> **WHAT YOU SHOULD DO**
Please restate word for word the line holding "pub fn firecrawl_key(&self)" and every following line through the end of the entries.
(Beginning of RECORDED DATA)
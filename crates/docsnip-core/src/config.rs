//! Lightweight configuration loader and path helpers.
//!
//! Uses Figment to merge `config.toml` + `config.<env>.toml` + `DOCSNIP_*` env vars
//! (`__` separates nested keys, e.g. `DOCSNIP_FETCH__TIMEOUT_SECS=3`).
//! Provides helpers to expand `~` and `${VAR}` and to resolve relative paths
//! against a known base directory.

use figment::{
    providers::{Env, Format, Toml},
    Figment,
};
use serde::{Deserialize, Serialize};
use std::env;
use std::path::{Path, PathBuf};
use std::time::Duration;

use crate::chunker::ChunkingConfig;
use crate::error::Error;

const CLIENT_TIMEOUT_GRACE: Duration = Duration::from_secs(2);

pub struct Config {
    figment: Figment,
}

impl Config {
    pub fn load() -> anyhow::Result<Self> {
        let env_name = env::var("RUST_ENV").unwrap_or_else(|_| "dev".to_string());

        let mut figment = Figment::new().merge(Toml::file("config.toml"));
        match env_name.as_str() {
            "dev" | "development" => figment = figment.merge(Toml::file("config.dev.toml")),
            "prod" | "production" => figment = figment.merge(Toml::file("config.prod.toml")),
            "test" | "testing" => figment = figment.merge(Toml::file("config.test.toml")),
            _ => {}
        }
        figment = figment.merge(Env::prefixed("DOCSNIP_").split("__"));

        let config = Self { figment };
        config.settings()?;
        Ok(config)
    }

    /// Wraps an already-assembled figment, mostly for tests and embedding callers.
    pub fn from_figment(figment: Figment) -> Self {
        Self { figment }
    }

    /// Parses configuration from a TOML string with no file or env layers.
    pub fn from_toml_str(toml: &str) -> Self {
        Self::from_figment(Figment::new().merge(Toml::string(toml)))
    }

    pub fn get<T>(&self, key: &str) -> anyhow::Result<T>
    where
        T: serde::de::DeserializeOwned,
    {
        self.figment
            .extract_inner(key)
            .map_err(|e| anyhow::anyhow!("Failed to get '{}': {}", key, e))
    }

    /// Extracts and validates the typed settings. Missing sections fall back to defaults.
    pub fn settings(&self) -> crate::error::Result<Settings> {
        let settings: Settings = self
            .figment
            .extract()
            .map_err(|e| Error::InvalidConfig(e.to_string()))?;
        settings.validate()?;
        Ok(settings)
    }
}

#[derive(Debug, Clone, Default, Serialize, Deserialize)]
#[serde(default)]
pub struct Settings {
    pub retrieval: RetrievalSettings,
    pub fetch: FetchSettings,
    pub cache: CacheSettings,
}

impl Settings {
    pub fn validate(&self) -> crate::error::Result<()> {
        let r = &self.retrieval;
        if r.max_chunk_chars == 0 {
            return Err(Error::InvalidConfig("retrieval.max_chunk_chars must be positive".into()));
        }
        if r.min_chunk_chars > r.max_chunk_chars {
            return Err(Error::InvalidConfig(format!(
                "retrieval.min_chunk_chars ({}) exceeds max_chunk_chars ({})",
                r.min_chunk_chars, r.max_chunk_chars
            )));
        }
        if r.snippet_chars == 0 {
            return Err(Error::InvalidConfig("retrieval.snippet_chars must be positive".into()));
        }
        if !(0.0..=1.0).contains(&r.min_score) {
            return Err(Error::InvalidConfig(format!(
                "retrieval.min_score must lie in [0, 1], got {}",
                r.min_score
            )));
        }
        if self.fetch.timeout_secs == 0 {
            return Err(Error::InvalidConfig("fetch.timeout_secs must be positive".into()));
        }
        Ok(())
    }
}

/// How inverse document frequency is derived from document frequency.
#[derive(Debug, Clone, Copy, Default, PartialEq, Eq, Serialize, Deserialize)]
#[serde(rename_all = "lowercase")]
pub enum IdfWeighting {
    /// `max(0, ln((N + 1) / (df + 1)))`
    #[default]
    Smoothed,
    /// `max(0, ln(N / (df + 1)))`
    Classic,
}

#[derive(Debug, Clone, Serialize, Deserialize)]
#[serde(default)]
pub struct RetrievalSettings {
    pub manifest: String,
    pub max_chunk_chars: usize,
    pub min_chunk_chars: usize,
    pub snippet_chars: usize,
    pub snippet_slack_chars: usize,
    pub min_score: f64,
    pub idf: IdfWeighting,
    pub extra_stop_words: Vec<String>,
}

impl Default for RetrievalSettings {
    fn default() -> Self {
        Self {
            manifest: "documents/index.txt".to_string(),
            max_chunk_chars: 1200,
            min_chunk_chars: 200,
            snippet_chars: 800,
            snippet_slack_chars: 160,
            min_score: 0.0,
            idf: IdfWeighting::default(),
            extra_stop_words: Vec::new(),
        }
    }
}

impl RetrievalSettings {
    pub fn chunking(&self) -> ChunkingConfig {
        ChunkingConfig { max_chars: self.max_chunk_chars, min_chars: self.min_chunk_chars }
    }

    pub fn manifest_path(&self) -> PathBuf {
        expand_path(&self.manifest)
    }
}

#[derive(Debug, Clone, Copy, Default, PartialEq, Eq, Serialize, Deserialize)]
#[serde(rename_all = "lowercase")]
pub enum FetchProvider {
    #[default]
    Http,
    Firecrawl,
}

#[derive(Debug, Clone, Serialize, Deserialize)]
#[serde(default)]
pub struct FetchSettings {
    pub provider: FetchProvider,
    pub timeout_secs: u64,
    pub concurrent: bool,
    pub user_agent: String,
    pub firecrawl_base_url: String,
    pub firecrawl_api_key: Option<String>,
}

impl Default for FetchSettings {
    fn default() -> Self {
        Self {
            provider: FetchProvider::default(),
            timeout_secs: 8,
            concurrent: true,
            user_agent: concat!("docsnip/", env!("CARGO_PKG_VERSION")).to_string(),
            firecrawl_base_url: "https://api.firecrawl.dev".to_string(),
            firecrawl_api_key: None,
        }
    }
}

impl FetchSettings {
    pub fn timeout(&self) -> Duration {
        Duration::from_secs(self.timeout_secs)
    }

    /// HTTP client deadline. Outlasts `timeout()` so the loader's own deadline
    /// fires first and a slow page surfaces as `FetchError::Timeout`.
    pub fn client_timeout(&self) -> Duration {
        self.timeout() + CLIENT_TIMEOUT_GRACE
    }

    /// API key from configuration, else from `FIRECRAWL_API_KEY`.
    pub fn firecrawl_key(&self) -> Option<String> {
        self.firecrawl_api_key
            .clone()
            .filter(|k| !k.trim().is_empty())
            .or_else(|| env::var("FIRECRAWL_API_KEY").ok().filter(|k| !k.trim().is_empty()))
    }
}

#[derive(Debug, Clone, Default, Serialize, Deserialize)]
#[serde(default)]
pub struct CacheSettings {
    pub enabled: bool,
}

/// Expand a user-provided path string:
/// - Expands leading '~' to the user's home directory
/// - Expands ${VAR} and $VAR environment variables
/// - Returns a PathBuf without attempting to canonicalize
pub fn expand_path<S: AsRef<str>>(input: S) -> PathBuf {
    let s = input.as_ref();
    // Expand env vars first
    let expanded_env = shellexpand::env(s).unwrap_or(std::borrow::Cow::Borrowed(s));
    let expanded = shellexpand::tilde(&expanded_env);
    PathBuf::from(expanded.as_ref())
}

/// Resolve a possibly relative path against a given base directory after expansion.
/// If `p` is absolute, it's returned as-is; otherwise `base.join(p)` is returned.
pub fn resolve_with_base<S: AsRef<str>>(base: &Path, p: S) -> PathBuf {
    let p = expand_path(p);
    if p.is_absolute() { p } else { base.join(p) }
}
(End of RECORDED DATA)
> **RESULT OF THE EXERCISE**
    pub fn firecrawl_key(&self) -> Option<String> {
        self.firecrawl_api_key
            .clone()
            .filter(|k| !k.trim().is_empty())
            .or_else(|| env::var("FIRECRAWL_API_KEY").ok().filter(|k| !k.trim().is_empty()))
    }
}

#[derive(Debug, Clone, Default, Serialize, Deserialize)]
#[serde(default)]
pub struct CacheSettings {
    pub enabled: bool,
}

/// Expand a user-provided path string:
/// - Expands leading '~' to the user's home directory
/// - Expands ${VAR} and $VAR environment variables
/// - Returns a PathBuf without attempting to canonicalize
pub fn expand_path<S: AsRef<str>>(input: S) -> PathBuf {
    let s = input.as_ref();
    // Expand env vars first
    let expanded_env = shellexpand::env(s).unwrap_or(std::borrow::Cow::Borrowed(s));
    let expanded = shellexpand::tilde(&expanded_env);
    PathBuf::from(expanded.as_ref())
}

/// Resolve a possibly relative path against a given base directory after expansion.
/// If `p` is absolute, it's returned as-is; otherwise `base.join(p)` is returned.
pub fn resolve_with_base<S: AsRef<str>>(base: &Path, p: S) -> PathBuf {
    let p = expand_path(p);
    if p.is_absolute() { p } else { base.join(p) }
}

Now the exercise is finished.